I killed a snake yesterday. I was outside doing yardwork and heard someone yell. I ran to the back and heard just one word, "copperhead!" I ran to the garage and got a shovel and a machete (I could not find the snake-hoe, so I had to improvise). When I got back there he was trying to slither away, but I caught the back of his tail with the shovel and injured him enough to slow him down. Then I brought the shovel full force on him and ended his poisonous existence. Some critter in the woods after dark tonight will have a meal (if any of them are willing to eat a copperhead). The whole event took about sixty seconds.


Afterwards it made me think about the time a few years ago when I found a dead rabbit in the yard, and one of her kits was left by itself just a few feet away. We took the kit and put it in a cage. We fed it for a few weeks and then released it back into the wild, hoping it would be able to survive on its own. Now, I am sure you know that there is a clear difference in these two events. In the first the snake, was a deadly threat to each of us. In the second, the rabbit was no threat at all.

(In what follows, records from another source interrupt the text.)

//! Batch ingest job handler.

use std::collections::HashSet;
use std::sync::Arc;

use async_trait::async_trait;
use serde_json::Value;

use notifyhub_core::clock::Clock;
use notifyhub_core::config::RetryPolicy;
use notifyhub_database::stores::{
    NotificationStore, PreferenceStore, SubscriptionStore, UserStore,
};
use notifyhub_entity::job::model::Job;
use notifyhub_entity::job::payload::{BatchIngestPayload, PushFanoutPayload};
use notifyhub_entity::notification::{NotificationDraft, NotificationPreference};
use notifyhub_queue::{names, JobQueue};
use notifyhub_service::notification::service::notification_from_draft;

use crate::executor::{JobExecutionError, JobHandler};

/// Persists the surviving drafts of a batch submission and fans out to
/// push subscribers.
///
/// Drafts are re-validated at processing time: a user deleted or a kind
/// opted out between acceptance and processing drops the draft here
/// rather than failing the whole batch. Reprocessing a batch whose rows
/// already landed is a no-op, so duplicate deliveries of the same job
/// do not duplicate notifications.
pub struct BatchIngestHandler {
    users: Arc<dyn UserStore>,
    preferences: Arc<dyn PreferenceStore>,
    notifications: Arc<dyn NotificationStore>,
    subscriptions: Arc<dyn SubscriptionStore>,
    queue: JobQueue,
    fanout_retry: RetryPolicy,
    clock: Arc<dyn Clock>,
}

impl BatchIngestHandler {
    /// Create a new batch ingest handler.
    pub fn new(
        users: Arc<dyn UserStore>,
        preferences: Arc<dyn PreferenceStore>,
        notifications: Arc<dyn NotificationStore>,
        subscriptions: Arc<dyn SubscriptionStore>,
        queue: JobQueue,
        fanout_retry: RetryPolicy,
        clock: Arc<dyn Clock>,
    ) -> Self {
        Self {
            users,
            preferences,
            notifications,
            subscriptions,
            queue,
            fanout_retry,
            clock,
        }
    }

    async fn draft_survives(&self, draft: &NotificationDraft) -> Result<bool, JobExecutionError> {
        if self.users.find_user(draft.user_id).await?.is_none() {
            return Ok(false);
        }
        let prefs = self
            .preferences
            .find_preferences(draft.user_id)
            .await?
            .unwrap_or_else(|| NotificationPreference::default_for_user(draft.user_id));
        Ok(prefs.kind_enabled(draft.kind))
    }
}

#[async_trait]
impl JobHandler for BatchIngestHandler {
    fn job_type(&self) -> &str {
        names::BATCH_INGEST
    }

    async fn execute(&self, job: &Job) -> Result<Option<Value>, JobExecutionError> {
        let payload: BatchIngestPayload = serde_json::from_value(job.payload.clone())
            .map_err(|e| JobExecutionError::Permanent(format!("Invalid batch payload: {e}")))?;

        let existing = self.notifications.find_by_group(&payload.group_key).await?;
        if existing
            .iter()
            .any(|n| n.batch_id == Some(payload.batch_id))
        {
            tracing::info!(batch_id = %payload.batch_id, "Batch already ingested");
            return Ok(Some(serde_json::json!({
                "skipped": "already_ingested",
                "persisted": 0,
            })));
        }

        let now = self.clock.now();
        let mut persisted_users: Vec<uuid::Uuid> = Vec::new();
        let mut seen = HashSet::new();
        let mut persisted = 0usize;
        let mut dropped = 0usize;
        for draft in &payload.drafts {
            if !self.draft_survives(draft).await? {
                dropped += 1;
                continue;
            }
            self.notifications
                .create(&notification_from_draft(
                    draft,
                    &payload.group_key,
                    payload.batch_id,
                    now,
                ))
                .await?;
            persisted += 1;
            if seen.insert(draft.user_id) {
                persisted_users.push(draft.user_id);
            }
        }

        let mut fanout_jobs = 0usize;
        for user_id in persisted_users {
            if self.subscriptions.find_active(user_id).await?.is_empty() {
                continue;
            }
            self.queue
                .enqueue(
                    names::NOTIFICATION_DISPATCH,
                    names::PUSH_FANOUT,
                    &PushFanoutPayload {
                        user_id,
                        group_key: payload.group_key.clone(),
                    },
                    None,
                    &self.fanout_retry,
                )
                .await?;
            fanout_jobs += 1;
        }

        tracing::info!(
            batch_id = %payload.batch_id,
            persisted,
            dropped,
            fanout_jobs,
            "Batch ingested"
        );
        Ok(Some(serde_json::json!({
            "persisted": persisted,
            "dropped": dropped,
            "fanout_jobs": fanout_jobs,
        })))
    }
}

#[cfg(test)]
mod tests {
    use super::*;
    use crate::jobs::testing::claimed_job;
    use notifyhub_entity::notification::{NotificationKind, PushSubscription};
    use notifyhub_test_utils::{
        FixedClock, MemoryJobStore, MemoryNotificationStore, MemoryPreferenceStore,
        MemorySubscriptionStore, MemoryUserStore,
    };
    use uuid::Uuid;

    struct Harness {
        handler: BatchIngestHandler,
        users: Arc<MemoryUserStore>,
        preferences: Arc<MemoryPreferenceStore>,
        notifications: Arc<MemoryNotificationStore>,
        subscriptions: Arc<MemorySubscriptionStore>,
        jobs: Arc<MemoryJobStore>,
    }

    fn harness() -> Harness {
        let users = Arc::new(MemoryUserStore::new());
        let preferences = Arc::new(MemoryPreferenceStore::new());
        let notifications = Arc::new(MemoryNotificationStore::new());
        let subscriptions = Arc::new(MemorySubscriptionStore::new());
        let jobs = Arc::new(MemoryJobStore::new());
        let clock = Arc::new(FixedClock::at("2026-03-02T12:00:00Z"));
        let queue = JobQueue::new(jobs.clone(), clock.clone());
        let handler = BatchIngestHandler::new(
            users.clone(),
            preferences.clone(),
            notifications.clone(),
            subscriptions.clone(),
            queue,
            RetryPolicy {
                max_attempts: 3,
                backoff_base_secs: 2,
            },
            clock,
        );
        Harness {
            handler,
            users,
            preferences,
            notifications,
            subscriptions,
            jobs,
        }
    }

    async fn subscribe(h: &Harness, user: Uuid) {
        h.subscriptions
            .upsert(&PushSubscription {
                id: Uuid::new_v4(),
                user_id: user,
                endpoint: format!("https://push/{user}"),
                p256dh_key: "p256dh".to_string(),
                auth_key: "auth".to_string(),
                user_agent: None,
                is_active: true,
                last_used: None,
                created_at: chrono::Utc::now(),
            })
            .await
            .unwrap();
    }

    fn ingest_job(batch_id: Uuid, group_key: &str, drafts: &[NotificationDraft]) -> Job {
        claimed_job(
            names::NOTIFICATION_DISPATCH,
            names::BATCH_INGEST,
            serde_json::json!({
                "batch_id": batch_id,
                "group_key": group_key,
                "drafts": drafts,
            }),
        )
    }

    #[tokio::test]
    async fn invalid_drafts_drop_without_failing_the_batch() {
        let h = harness();
        let alice = h.users.add("alice@example.com", "Alice");
        let bob = h.users.add("bob@example.com", "Bob");
        let mut bob_prefs = NotificationPreference::default_for_user(bob);
        bob_prefs
            .kind_preferences
            .0
            .insert(NotificationKind::Gamification, false);
        h.preferences.seed(bob_prefs);

        let drafts = vec![
            NotificationDraft::new(alice, NotificationKind::Course, "A", "a"),
            NotificationDraft::new(Uuid::new_v4(), NotificationKind::Course, "Ghost", "g"),
            NotificationDraft::new(bob, NotificationKind::Gamification, "Badge", "b"),
        ];
        let result = h
            .handler
            .execute(&ingest_job(Uuid::new_v4(), "batch-1", &drafts))
            .await
            .unwrap()
            .unwrap();

        assert_eq!(result["persisted"], 1);
        assert_eq!(result["dropped"], 2);
        let rows = h.notifications.all();
        assert_eq!(rows.len(), 1);
        assert_eq!(rows[0].user_id, alice);
        assert_eq!(rows[0].group_key, "batch-1");
        assert!(rows[0].batch_id.is_some());
    }

    #[tokio::test]
    async fn fanout_enqueued_only_for_users_with_subscriptions() {
        let h = harness();
        let alice = h.users.add("alice@example.com", "Alice");
        let bob = h.users.add("bob@example.com", "Bob");
        subscribe(&h, alice).await;

        let drafts = vec![
            NotificationDraft::new(alice, NotificationKind::Course, "A1", "a"),
            NotificationDraft::new(alice, NotificationKind::Course, "A2", "a"),
            NotificationDraft::new(bob, NotificationKind::Course, "B1", "b"),
        ];
        let result = h
            .handler
            .execute(&ingest_job(Uuid::new_v4(), "batch-1", &drafts))
            .await
            .unwrap()
            .unwrap();

        assert_eq!(result["persisted"], 3);
        assert_eq!(result["fanout_jobs"], 1);
        let fanouts: Vec<_> = h
            .jobs
            .all()
            .into_iter()
            .filter(|j| j.job_type == names::PUSH_FANOUT)
            .collect();
        assert_eq!(fanouts.len(), 1);
        assert_eq!(fanouts[0].payload["user_id"], serde_json::json!(alice));
        assert_eq!(fanouts[0].payload["group_key"], "batch-1");
    }

    #[tokio::test]
    async fn reprocessing_an_ingested_batch_is_a_noop() {
        let h = harness();
        let alice = h.users.add("alice@example.com", "Alice");
        subscribe(&h, alice).await;
        let batch_id = Uuid::new_v4();
        let drafts = vec![NotificationDraft::new(
            alice,
            NotificationKind::Course,
            "A",
            "a",
        )];

        let job = ingest_job(batch_id, "batch-1", &drafts);
        h.handler.execute(&job).await.unwrap();
        let result = h.handler.execute(&job).await.unwrap().unwrap();

        assert_eq!(result["skipped"], "already_ingested");
        assert_eq!(h.notifications.all().len(), 1);
        let fanouts = h
            .jobs
            .all()
            .into_iter()
            .filter(|j| j.job_type == names::PUSH_FANOUT)
            .count();
        assert_eq!(fanouts, 1);
    }
}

Do you perceive your sinful habits this way? Do you think of your sinful habits as threats to your life, or just as annoyances that you want to avoid? If we truly do see the level of threat that our sins have on our souls (cf. 1 Peter 2:11) then we will react towards them like I did with the snake; quick, decisive, and merciless. Rabbits and snakes are not created equally and God does not have the same purpose for them. One can provide food for us and the other is a danger that we must avoid.


Unless you are already there, then change your perspective on your sins. View them as threats that must actively be destroyed. Do not nurture them, or protect them. Do not release them into the wild so that they can come back later. Only the spiritual disciplines can overcome these enemies of your soul. Only through your intentional and active resistance to them will you ever conquer them.